While we are on the subject of the Minister of State's and my patch, on Wednesday the Taoiseach told us that we had learned from the first phase of the pandemic as regards nursing homes. We have learned very little, given what went on in my constituency yesterday. I know this nursing home well, in fact my late grandmother was a resident, and it has provided an exceptional level of care in that community.

Yesterday, I pointed out to the Tánaiste that while I wanted the issue relating to that nursing home to be addressed, I did not want it to be repeated in any other nursing home in the country, regardless of where it was. A panel needed to be put in place that could deal with the situation instantly when a problem arose. Speaking later, I suggested that we should have a crack squad within our Defence Forces, of medical professionals, cooks and cleaners, that could step in immediately in such circumstances. The difficulty with this nursing home was that 90% of the staff were told on Tuesday evening that they had to isolate for the next 14 days and there were three staff left to run that nursing home the following morning. We needed staff immediately. There was always going to be a challenge with getting agency staff at such short notice. People were not going to rush into a situation such as that.

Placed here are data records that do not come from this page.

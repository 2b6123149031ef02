//! Linear interpolation of GPS readings onto arbitrary timestamps.
//!
//! For a query time `ts` the two bracketing samples are found by binary
//! search: `prev` is the latest sample strictly before `ts` and `next` the
//! earliest strictly after it. A sample exactly at `ts` is both. Outside the
//! series the nearest end sample stands in for the missing side, so values
//! are held flat rather than extrapolated.

use crate::telemetry::{GPS_COMPONENTS, GpsVector, TelemetrySample, TelemetrySeries};

/// The samples surrounding a query timestamp.
#[derive(Debug, Clone, Copy, PartialEq)]
pub struct Bracket<'s> {
    /// Latest sample before the query, or the first sample.
    pub prev: &'s TelemetrySample,
    /// Earliest sample after the query, or the last sample.
    pub next: &'s TelemetrySample,
}

impl Bracket<'_> {
    /// Interpolate every component at `timestamp`.
    ///
    /// When both sides are the same instant the `prev` values are returned
    /// unchanged.
    pub fn value_at(&self, timestamp: f64) -> GpsVector {
        let (prev, next) = (self.prev, self.next);
        let mut values = prev.values;
        if next.timestamp > prev.timestamp {
            let fraction = (timestamp - prev.timestamp) / (next.timestamp - prev.timestamp);
            for (value, (a, b)) in values
                .iter_mut()
                .zip(prev.values.iter().zip(next.values.iter()))
            {
                *value = a + (b - a) * fraction;
            }
        }
        values
    }
}

/// Find the bracketing samples of `timestamp`. `None` for an empty series.
pub fn bracket(series: &TelemetrySeries, timestamp: f64) -> Option<Bracket<'_>> {
    let samples = series.samples();
    let last = samples.len().checked_sub(1)?;

    // First sample at or after the query.
    let split = samples.partition_point(|sample| sample.timestamp < timestamp);

    if split <= last && samples[split].timestamp == timestamp {
        let exact = &samples[split];
        return Some(Bracket {
            prev: exact,
            next: exact,
        });
    }

    Some(Bracket {
        prev: &samples[split.saturating_sub(1)],
        next: &samples[split.min(last)],
    })
}

/// Interpolated reading at `timestamp`.
///
/// An empty series yields an all-zero reading.
pub fn interpolate(series: &TelemetrySeries, timestamp: f64) -> GpsVector {
    bracket(series, timestamp)
        .map(|bracket| bracket.value_at(timestamp))
        .unwrap_or([0.0; GPS_COMPONENTS])
}

#[cfg(test)]
mod tests {
    use super::*;

    fn series(points: &[(f64, f64)]) -> TelemetrySeries {
        points
            .iter()
            .map(|&(timestamp, value)| (timestamp, [value; GPS_COMPONENTS]))
            .collect()
    }

    #[test]
    fn bracket_straddles_query() {
        let series = series(&[(0.0, 0.0), (1.0, 1.0), (2.0, 2.0)]);
        let bracket = bracket(&series, 1.5).unwrap();
        assert_eq!(bracket.prev.timestamp, 1.0);
        assert_eq!(bracket.next.timestamp, 2.0);
    }

    #[test]
    fn bracket_collapses_on_exact_match() {
        let series = series(&[(0.0, 0.0), (1.0, 1.0), (2.0, 2.0)]);
        let bracket = bracket(&series, 1.0).unwrap();
        assert_eq!(bracket.prev.timestamp, 1.0);
        assert_eq!(bracket.next.timestamp, 1.0);
    }

    #[test]
    fn bracket_saturates_at_both_ends() {
        let series = series(&[(1.0, 1.0), (2.0, 2.0)]);
        let below = bracket(&series, 0.5).unwrap();
        assert_eq!((below.prev.timestamp, below.next.timestamp), (1.0, 1.0));
        let above = bracket(&series, 3.0).unwrap();
        assert_eq!((above.prev.timestamp, above.next.timestamp), (2.0, 2.0));
    }

    #[test]
    fn single_sample_holds_everywhere() {
        let series = series(&[(1.0, 7.0)]);
        assert_eq!(interpolate(&series, 0.0), [7.0; GPS_COMPONENTS]);
        assert_eq!(interpolate(&series, 5.0), [7.0; GPS_COMPONENTS]);
    }

    #[test]
    fn empty_series_is_zero() {
        assert_eq!(
            interpolate(&TelemetrySeries::new(), 1.0),
            [0.0; GPS_COMPONENTS]
        );
    }
}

In this instance, within 30 minutes of that nursing home having issues, there are more than 800 Permanent Defence Force personnel who would be quite willing to provide that service on a short-term basis and they should have been put in place until other medical staffing was put in place. I was subsequently informed by a senior health official and a member of the Government that such a plan is in place and there is a cohort of Defence Forces personnel who can do that, but the Defence Forces have not been asked to establish that crack squad that could go into nursing homes. They had not been asked to do contact tracing as I had requested. The Reserve Defence Forces have not been called up. Why is that the case? The only conclusion that I can come to is that we have senior staff in our health sector who are involved in a face-saving exercise.

We need to remember that the Department of Health has a bigger budget than NASA in the United States. NASA can put a man on the moon and we cannot put two nursing staff into a nursing home in the west of Ireland. We cannot put a system in place so that we can contact people who are positive for Covid-19, find out who their contacts are and make contact with them. This state of the art app that we launched, with significant fanfare, is redundant, because unless the phone call is made to the individual and the pin code from the contact tracing team is given, that app is of no use. We spent hundreds of thousands of euro and had a substantial marketing budget. All of us here and a huge proportion of the population downloaded the app which is now worthless because we cannot get the phone call to get the pin code to release those numbers. The frustrating thing about it is that the most basic requirement of a public health official in this country is to be able to conduct contact tracing. It is their bread and butter. Vaccinations and so on are supplemental to that. That is the one thing that they are all trained to do and our public health management and officials cannot do it seven months after the initial surge. It is unacceptable that that is the case.

I have in my possession an email from a nurse who was so frustrated about the reports in the media last night regarding our local nursing home. She is registered with Ireland On Call. She has worked in nursing homes over the last months during the pandemic and has not been called to do this work. The staff are clearly there but we are not connecting the dots.